▶ _ABOUT THIS EXERCISE_: From the first line of the data below through the line holding "produces it there.", write out each line exactly as it stands.

[Stored data]
--------------------------------

//! Per-layout key substitution.
//!
//! When the host keyboard is not US-QWERTY, every character of the reference
//! table is reverse-looked-up on the configured layout through the OS key
//! translation service: which physical key plus modifiers produces it there.
//! Characters with no producing combination become `Skip` entries so typing
//! can silently drop them and report their scalar values. The OS lookup sits
//! behind [`LayoutResolver`] so the table builder and everything above it can
//! run against an in-memory resolver on any platform.

use std::collections::HashMap;

use thiserror::Error;
use tracing::{debug, info};

use crate::charmap::{CharMap, CharStrokes};

#[derive(Debug, Error)]
pub enum LayoutError {
    #[error("unknown keyboard layout: {0}")]
    UnknownLayout(String),
    #[error("layout has no key-translation data: {0}")]
    MissingLayoutData(String),
    #[error("key translation failed with status {0}")]
    TranslateFailed(i32),
}

/// Reverse lookup of characters on one concrete keyboard layout.
pub trait LayoutResolver {
    /// Opaque identifier of the layout this resolver answers for.
    fn layout_id(&self) -> &str;

    /// The keystroke sequence producing `c` on this layout, or `None` when
    /// the layout cannot produce it at all.
    fn resolve(&self, c: char) -> Option<CharStrokes>;
}

/// Build the substitution table for `resolver`: one entry per reference
/// character, either the layout's own strokes or `Skip`.
pub fn build_substitution(
    resolver: &dyn LayoutResolver,
    reference: &CharMap,
) -> HashMap<char, CharStrokes> {
    let mut table = HashMap::new();
    let mut unreachable = 0usize;
    for c in reference.reference_chars() {
        match resolver.resolve(c) {
            Some(strokes) => {
                table.insert(c, strokes);
            }
            None => {
                debug!(target: "hid.layout", character = c as u32, "unreachable_on_layout");
                table.insert(c, CharStrokes::Skip);
                unreachable += 1;
            }
        }
    }
    info!(
        target: "hid.layout",
        layout = resolver.layout_id(),
        entries = table.len(),
        unreachable,
        "substitution_built"
    );
    table
}

#[cfg(target_os = "macos")]
pub use carbon::CarbonLayoutResolver;

/// Carbon/Text Input Services implementation of [`LayoutResolver`].
///
/// The whole reverse table is computed once at construction: every virtual
/// keycode is run through `UCKeyTranslate` under the plain, shift, option and
/// shift+option states, then every dead key found that way is paired with
/// every base key to discover composed characters.
#[cfg(target_os = "macos")]
mod carbon {
    use super::{LayoutError, LayoutResolver};
    use crate::charmap::{CharStrokes, KeyStroke};
    use crate::report::Modifiers;
    use crate::usage;
    use std::collections::HashMap;
    use std::ffi::c_void;

    type CFIndex = isize;
    type CFTypeRef = *const c_void;
    type CFStringRef = *const c_void;
    type CFArrayRef = *const c_void;
    type CFDataRef = *const c_void;
    type CFDictionaryRef = *const c_void;
    type CFAllocatorRef = *const c_void;
    type TISInputSourceRef = *const c_void;
    type OSStatus = i32;

    const K_CF_STRING_ENCODING_UTF8: u32 = 0x0800_0100;
    const K_UC_KEY_ACTION_DOWN: u16 = 0;

    // EventRecord modifier bits shifted right by 8, as UCKeyTranslate wants.
    const STATE_PLAIN: u32 = 0;
    const STATE_SHIFT: u32 = 2;
    const STATE_OPTION: u32 = 8;
    const STATE_SHIFT_OPTION: u32 = 10;

    #[link(name = "CoreFoundation", kind = "framework")]
    unsafe extern "C" {
        fn CFStringCreateWithCString(
            alloc: CFAllocatorRef,
            c_str: *const u8,
            encoding: u32,
        ) -> CFStringRef;
        fn CFDictionaryCreate(
            allocator: CFAllocatorRef,
            keys: *const CFTypeRef,
            values: *const CFTypeRef,
            num_values: CFIndex,
            key_callbacks: *const c_void,
            value_callbacks: *const c_void,
        ) -> CFDictionaryRef;
        fn CFArrayGetCount(array: CFArrayRef) -> CFIndex;
        fn CFArrayGetValueAtIndex(array: CFArrayRef, idx: CFIndex) -> CFTypeRef;
        fn CFDataGetBytePtr(data: CFDataRef) -> *const u8;
        fn CFRelease(cf: CFTypeRef);
        static kCFTypeDictionaryKeyCallBacks: c_void;
        static kCFTypeDictionaryValueCallBacks: c_void;
    }

    #[link(name = "Carbon", kind = "framework")]
    unsafe extern "C" {
        fn TISCreateInputSourceList(
            properties: CFDictionaryRef,
            include_all_installed: bool,
        ) -> CFArrayRef;
        fn TISGetInputSourceProperty(source: TISInputSourceRef, key: CFStringRef) -> CFTypeRef;
        fn UCKeyTranslate(
            key_layout_ptr: *const c_void,
            virtual_key_code: u16,
            key_action: u16,
            modifier_key_state: u32,
            keyboard_type: u32,
            key_translate_options: u32,
            dead_key_state: *mut u32,
            max_string_length: usize,
            actual_string_length: *mut usize,
            unicode_string: *mut u16,
        ) -> OSStatus;
        fn LMGetKbdType() -> u8;
        static kTISPropertyInputSourceID: CFStringRef;
        static kTISPropertyUnicodeKeyLayoutData: CFStringRef;
    }

    /// HID usage for a macOS virtual keycode, character keys only.
    fn usage_for_keycode(vk: u16) -> Option<u16> {
        let code = match vk {
            0x00 => usage::A,
            0x01 => usage::S,
            0x02 => usage::D,
            0x03 => usage::F,
            0x04 => usage::H,
            0x05 => usage::G,
            0x06 => usage::Z,
            0x07 => usage::X,
            0x08 => usage::C,
            0x09 => usage::V,
            0x0A => usage::NON_US_BACKSLASH,
            0x0B => usage::B,
            0x0C => usage::Q,
            0x0D => usage::W,
            0x0E => usage::E,
            0x0F => usage::R,
            0x10 => usage::Y,
            0x11 => usage::T,
            0x12 => usage::DIGIT_1,
            0x13 => usage::DIGIT_2,
            0x14 => usage::DIGIT_3,
            0x15 => usage::DIGIT_4,
            0x16 => usage::DIGIT_6,
            0x17 => usage::DIGIT_5,
            0x18 => usage::EQUAL,
            0x19 => usage::DIGIT_9,
            0x1A => usage::DIGIT_7,
            0x1B => usage::HYPHEN,
            0x1C => usage::DIGIT_8,
            0x1D => usage::DIGIT_0,
            0x1E => usage::CLOSE_BRACKET,
            0x1F => usage::O,
            0x20 => usage::U,
            0x21 => usage::OPEN_BRACKET,
            0x22 => usage::I,
            0x23 => usage::P,
            0x24 => usage::RETURN,
            0x25 => usage::L,
            0x26 => usage::J,
            0x27 => usage::QUOTE,
            0x28 => usage::K,
            0x29 => usage::SEMICOLON,
            0x2A => usage::BACKSLASH,
            0x2B => usage::COMMA,
            0x2C => usage::SLASH,
            0x2D => usage::N,
            0x2E => usage::M,
            0x2F => usage::PERIOD,
            0x30 => usage::TAB,
            0x31 => usage::SPACE,
            0x32 => usage::GRAVE,
            0x33 => usage::DELETE,
            _ => return None,
        };
        Some(code)
    }

    /// The Return key translates as CR; the reference table keys newline.
    fn normalize(c: char) -> char {
        if c == '\r' { '\n' } else { c }
    }

    fn modifiers_for_state(state: u32) -> Modifiers {
        let mut mods = Modifiers::empty();
        if state & STATE_SHIFT != 0 {
            mods |= Modifiers::LEFT_SHIFT;
        }
        if state & STATE_OPTION != 0 {
            mods |= Modifiers::LEFT_OPTION;
        }
        mods
    }

    pub struct CarbonLayoutResolver {
        layout_id: String,
        table: HashMap<char, CharStrokes>,
    }

    impl CarbonLayoutResolver {
        /// Resolve `layout_id` (a Text Input Services input-source id such as
        /// `com.apple.keylayout.German`) and precompute its reverse table.
        pub fn new(layout_id: &str) -> Result<Self, LayoutError> {
            let table = unsafe { reverse_table(layout_id)? };
            Ok(Self {
                layout_id: layout_id.to_string(),
                table,
            })
        }
    }

    impl LayoutResolver for CarbonLayoutResolver {
        fn layout_id(&self) -> &str {
            &self.layout_id
        }

        fn resolve(&self, c: char) -> Option<CharStrokes> {
            self.table.get(&c).copied()
        }
    }

    struct Translator {
        layout: *const c_void,
        kbd_type: u32,
    }

    impl Translator {
        /// One `UCKeyTranslate` step. Returns the produced character (if any)
        /// and whether a dead-key state is now pending.
        unsafe fn step(
            &self,
            vk: u16,
            state: u32,
            dead_state: &mut u32,
        ) -> Result<(Option<char>, bool), LayoutError> {
            let mut buf = [0u16; 4];
            let mut len = 0usize;
            let status = unsafe {
                UCKeyTranslate(
                    self.layout,
                    vk,
                    K_UC_KEY_ACTION_DOWN,
                    state,
                    self.kbd_type,
                    0,
                    dead_state,
                    buf.len(),
                    &mut len,
                    buf.as_mut_ptr(),
                )
            };
            if status != 0 {
                return Err(LayoutError::TranslateFailed(status));
            }
            let produced = if len == 1 {
                char::from_u32(buf[0] as u32)
            } else {
                None
            };
            Ok((produced, *dead_state != 0))
        }
    }

    unsafe fn reverse_table(
        layout_id: &str,
    ) -> Result<HashMap<char, CharStrokes>, LayoutError> {
        let id_owned = format!("{layout_id}\0");
        let id_ref = unsafe {
            CFStringCreateWithCString(
                std::ptr::null(),
                id_owned.as_ptr(),
                K_CF_STRING_ENCODING_UTF8,
            )
        };
        let keys = [unsafe { kTISPropertyInputSourceID } as CFTypeRef];
        let values = [id_ref as CFTypeRef];
        let filter = unsafe {
            CFDictionaryCreate(
                std::ptr::null(),
                keys.as_ptr(),
                values.as_ptr(),
                1,
                &raw const kCFTypeDictionaryKeyCallBacks,
                &raw const kCFTypeDictionaryValueCallBacks,
            )
        };
        let sources = unsafe { TISCreateInputSourceList(filter, true) };
        unsafe {
            CFRelease(filter);
            CFRelease(id_ref);
        }
        if sources.is_null() || unsafe { CFArrayGetCount(sources) } == 0 {
            if !sources.is_null() {
                unsafe { CFRelease(sources) };
            }
            return Err(LayoutError::UnknownLayout(layout_id.to_string()));
        }
        let source = unsafe { CFArrayGetValueAtIndex(sources, 0) };
        let data =
            unsafe { TISGetInputSourceProperty(source, kTISPropertyUnicodeKeyLayoutData) };
        if data.is_null() {
            unsafe { CFRelease(sources) };
            return Err(LayoutError::MissingLayoutData(layout_id.to_string()));
        }
        let translator = Translator {
            layout: unsafe { CFDataGetBytePtr(data) } as *const c_void,
            kbd_type: unsafe { LMGetKbdType() } as u32,
        };
        let result = translate_all(&translator);
        unsafe { CFRelease(sources) };
        result
    }

    fn translate_all(
        translator: &Translator,
    ) -> Result<HashMap<char, CharStrokes>, LayoutError> {
        let states = [STATE_PLAIN, STATE_SHIFT, STATE_OPTION, STATE_SHIFT_OPTION];
        let mut table: HashMap<char, CharStrokes> = HashMap::new();
        let mut dead_keys: Vec<(u16, u32)> = Vec::new();

        // Direct characters first; remember dead keys for the compose pass.
        for vk in 0u16..0x34 {
            let Some(code) = usage_for_keycode(vk) else {
                continue;
            };
            for &state in &states {
                let mut dead = 0u32;
                let (produced, pending) = unsafe { translator.step(vk, state, &mut dead)? };
                if pending {
                    dead_keys.push((vk, state));
                    continue;
                }
                if let Some(c) = produced {
                    table
                        .entry(normalize(c))
                        .or_insert(CharStrokes::Single(KeyStroke {
                            usage: code,
                            modifiers: modifiers_for_state(state),
                        }));
                }
            }
        }

        // Compose pass: dead key followed by an unmodified base key.
        for &(dead_vk, dead_state) in &dead_keys {
            let Some(dead_code) = usage_for_keycode(dead_vk) else {
                continue;
            };
            for base_vk in 0u16..0x34 {
                let Some(base_code) = usage_for_keycode(base_vk) else {
                    continue;
                };
                let mut carry = 0u32;
                let (_, pending) =
                    unsafe { translator.step(dead_vk, dead_state, &mut carry)? };
                if !pending {
                    continue;
                }
                let (produced, _) =
                    unsafe { translator.step(base_vk, STATE_PLAIN, &mut carry)? };
                if let Some(c) = produced {
                    table.entry(normalize(c)).or_insert(CharStrokes::Compose {
                        dead: KeyStroke {
                            usage: dead_code,
                            modifiers: modifiers_for_state(dead_state),
                        },
                        base: KeyStroke::plain(base_code),
                    });
                }
            }
        }
        Ok(table)
    }
}
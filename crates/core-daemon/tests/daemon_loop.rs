//! End-to-end daemon tests against an in-process fake virtual-HID service.

use std::io::{BufRead, BufReader, Write};
use std::os::unix::net::{UnixDatagram, UnixStream};
use std::path::Path;
use std::sync::Arc;
use std::sync::atomic::{AtomicBool, Ordering};
use std::thread;
use std::time::{Duration, Instant};

use core_config::Tunables;
use core_cursor::CursorControl;
use core_daemon::console::FixedConsoleUser;
use core_daemon::{Daemon, DaemonConfig};
use core_proto::Response;

/// Cursor double: accepts everything, reports a fixed position.
struct StubCursor;

impl CursorControl for StubCursor {
    fn position(&self) -> anyhow::Result<(f64, f64)> {
        Ok((0.0, 0.0))
    }
    fn warp(&self, _x: f64, _y: f64) -> anyhow::Result<()> {
        Ok(())
    }
    fn set_associated(&self, _associated: bool) -> anyhow::Result<()> {
        Ok(())
    }
}

/// Acknowledges device inits so the wire client reaches `Ready`.
fn spawn_fake_service(socket_path: &Path, stop: Arc<AtomicBool>) -> thread::JoinHandle<()> {
    let socket = UnixDatagram::bind(socket_path).unwrap();
    socket
        .set_read_timeout(Some(Duration::from_millis(50)))
        .unwrap();
    thread::spawn(move || {
        let mut buf = [0u8; 256];
        while !stop.load(Ordering::Acquire) {
            let (n, peer) = match socket.recv_from(&mut buf) {
                Ok(pair) => pair,
                Err(_) => continue,
            };
            let ack = match &buf[..n] {
                [0x01, b'c', b'p', _, _, 1, ..] => Some(4u8),
                [0x01, b'c', b'p', _, _, 4, ..] => Some(5u8),
                _ => None,
            };
            if let (Some(ack), Some(path)) = (ack, peer.as_pathname()) {
                let _ = socket.send_to(&[ack], path);
            }
        }
    })
}

fn fast_tunables() -> Tunables {
    Tunables {
        cursor_settle: Duration::ZERO,
        nudge_settle: Duration::ZERO,
        click_hold: Duration::ZERO,
        double_tap_hold: Duration::ZERO,
        double_tap_gap: Duration::ZERO,
        drag_mode_hold: Duration::ZERO,
        focus_settle: Duration::ZERO,
        keystroke_delay: Duration::ZERO,
        key_hold: Duration::ZERO,
        dead_key_delay: Duration::ZERO,
        recv_timeout: Duration::from_millis(150),
        idle_max_timeouts: 4,
        ..Tunables::default()
    }
}

fn request(stream: &mut UnixStream, line: &str) -> Response {
    stream.write_all(line.as_bytes()).unwrap();
    stream.write_all(b"\n").unwrap();
    let mut reader = BufReader::new(stream.try_clone().unwrap());
    let mut response = String::new();
    reader.read_line(&mut response).unwrap();
    Response::parse_line(&response).unwrap()
}

#[test]
fn daemon_serves_one_client_at_a_time() {
    let tmp = tempfile::tempdir().unwrap();
    let socket_path = tmp.path().join("helper.sock");
    let server_dir = tmp.path().join("vhidd_server");
    std::fs::create_dir_all(&server_dir).unwrap();
    let stop = Arc::new(AtomicBool::new(false));
    let service = spawn_fake_service(&server_dir.join("1.sock"), Arc::clone(&stop));

    let uid = unsafe { libc::geteuid() } as u32;
    let daemon = Daemon::new(
        DaemonConfig {
            socket_path: socket_path.clone(),
            server_dir,
            tunables: fast_tunables(),
        },
        Box::new(StubCursor),
        Box::new(FixedConsoleUser(Some(uid))),
    )
    .unwrap();
    let shutdown = daemon.shutdown_flag();

    thread::scope(|scope| {
        scope.spawn(|| daemon.run().unwrap());
        // Give the acceptor a beat to start.
        thread::sleep(Duration::from_millis(50));

        // First client opens a session and runs a command through the full
        // stack: dispatch, cursor engine, wire client, fake service.
        let mut first = UnixStream::connect(&socket_path).unwrap();
        let status = request(&mut first, r#"{"action":"status"}"#);
        assert_eq!(status, Response::status(true, true));
        let click = request(&mut first, r#"{"action":"click","x":600,"y":500}"#);
        assert_eq!(click, Response::success());
        let unknown = request(&mut first, r#"{"action":"teleport","x":1,"y":1}"#);
        assert_eq!(unknown, Response::failure("unknown action: teleport"));

        // Second client connects while the first session is live. Its
        // request must not be answered until the first client goes away.
        let first_disconnect_at = Arc::new(std::sync::Mutex::new(None::<Instant>));
        let disconnect_marker = Arc::clone(&first_disconnect_at);
        let waiter = scope.spawn(move || {
            let mut second = UnixStream::connect(&socket_path).unwrap();
            let response = request(&mut second, r#"{"action":"status"}"#);
            let answered_at = Instant::now();
            assert_eq!(response, Response::status(true, true));
            let disconnected_at = disconnect_marker
                .lock()
                .unwrap()
                .expect("first client should have disconnected before the answer");
            assert!(answered_at >= disconnected_at);
        });

        thread::sleep(Duration::from_millis(200));
        *first_disconnect_at.lock().unwrap() = Some(Instant::now());
        drop(first);

        waiter.join().unwrap();

        shutdown.store(true, Ordering::Release);
    });

    stop.store(true, Ordering::Release);
    service.join().unwrap();
}

#[test]
fn type_round_trips_skipped_characters() {
    let tmp = tempfile::tempdir().unwrap();
    let socket_path = tmp.path().join("helper.sock");
    let server_dir = tmp.path().join("vhidd_server");
    std::fs::create_dir_all(&server_dir).unwrap();
    let stop = Arc::new(AtomicBool::new(false));
    let service = spawn_fake_service(&server_dir.join("1.sock"), Arc::clone(&stop));

    let uid = unsafe { libc::geteuid() } as u32;
    let daemon = Daemon::new(
        DaemonConfig {
            socket_path: socket_path.clone(),
            server_dir,
            tunables: fast_tunables(),
        },
        Box::new(StubCursor),
        Box::new(FixedConsoleUser(Some(uid))),
    )
    .unwrap();
    let shutdown = daemon.shutdown_flag();

    thread::scope(|scope| {
        scope.spawn(|| daemon.run().unwrap());
        thread::sleep(Duration::from_millis(50));

        let mut client = UnixStream::connect(&socket_path).unwrap();
        let typed = request(&mut client, r#"{"action":"type","text":"Hi!"}"#);
        assert_eq!(typed, Response::typed(vec![]));
        let accented = request(&mut client, r#"{"action":"type","text":"é"}"#);
        assert_eq!(accented, Response::typed(vec![233]));
        drop(client);

        shutdown.store(true, Ordering::Release);
        // Wake the acceptor in case no client is pending.
        let _ = UnixStream::connect(&socket_path);
    });

    stop.store(true, Ordering::Release);
    service.join().unwrap();
}
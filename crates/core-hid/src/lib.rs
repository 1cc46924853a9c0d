//! core-hid: HID report shapes and keyboard translation tables.
//!
//! Everything in this crate is pure data manipulation: packed report records
//! with field-wise little-endian serialization, the USB usage-code catalogue,
//! the US-QWERTY character map, per-layout substitution tables, and the
//! chunker that turns a string into a sequence of keyboard emissions.
//!
//! The consuming virtual-device service reads raw bytes at fixed offsets, so
//! every record serializes through an explicit `to_bytes` rather than relying
//! on in-memory struct layout. Nothing here touches a socket or the OS; the
//! one platform-specific piece (the Carbon layout resolver) lives behind the
//! `LayoutResolver` trait and compiles only on macOS.

pub mod charmap;
pub mod chunk;
pub mod layout;
pub mod report;
pub mod usage;

pub use charmap::{CharMap, CharStrokes, KeyStroke, modifier_named, named_key};
pub use chunk::{Emission, Segment, chunk_text, segment_text};
pub use layout::{LayoutResolver, build_substitution};
pub use report::{
    Buttons, KEYBOARD_REPORT_LEN, KEYBOARD_SLOTS, KeyboardParameters, KeyboardReport, Modifiers,
    POINTING_REPORT_LEN, PointingReport,
};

--------------------------------

▶ _SOLUTION FOR THIS TASK_:
//! Per-layout key substitution.
//!
//! When the host keyboard is not US-QWERTY, every character of the reference
//! table is reverse-looked-up on the configured layout through the OS key
//! translation service: which physical key plus modifiers produces it there.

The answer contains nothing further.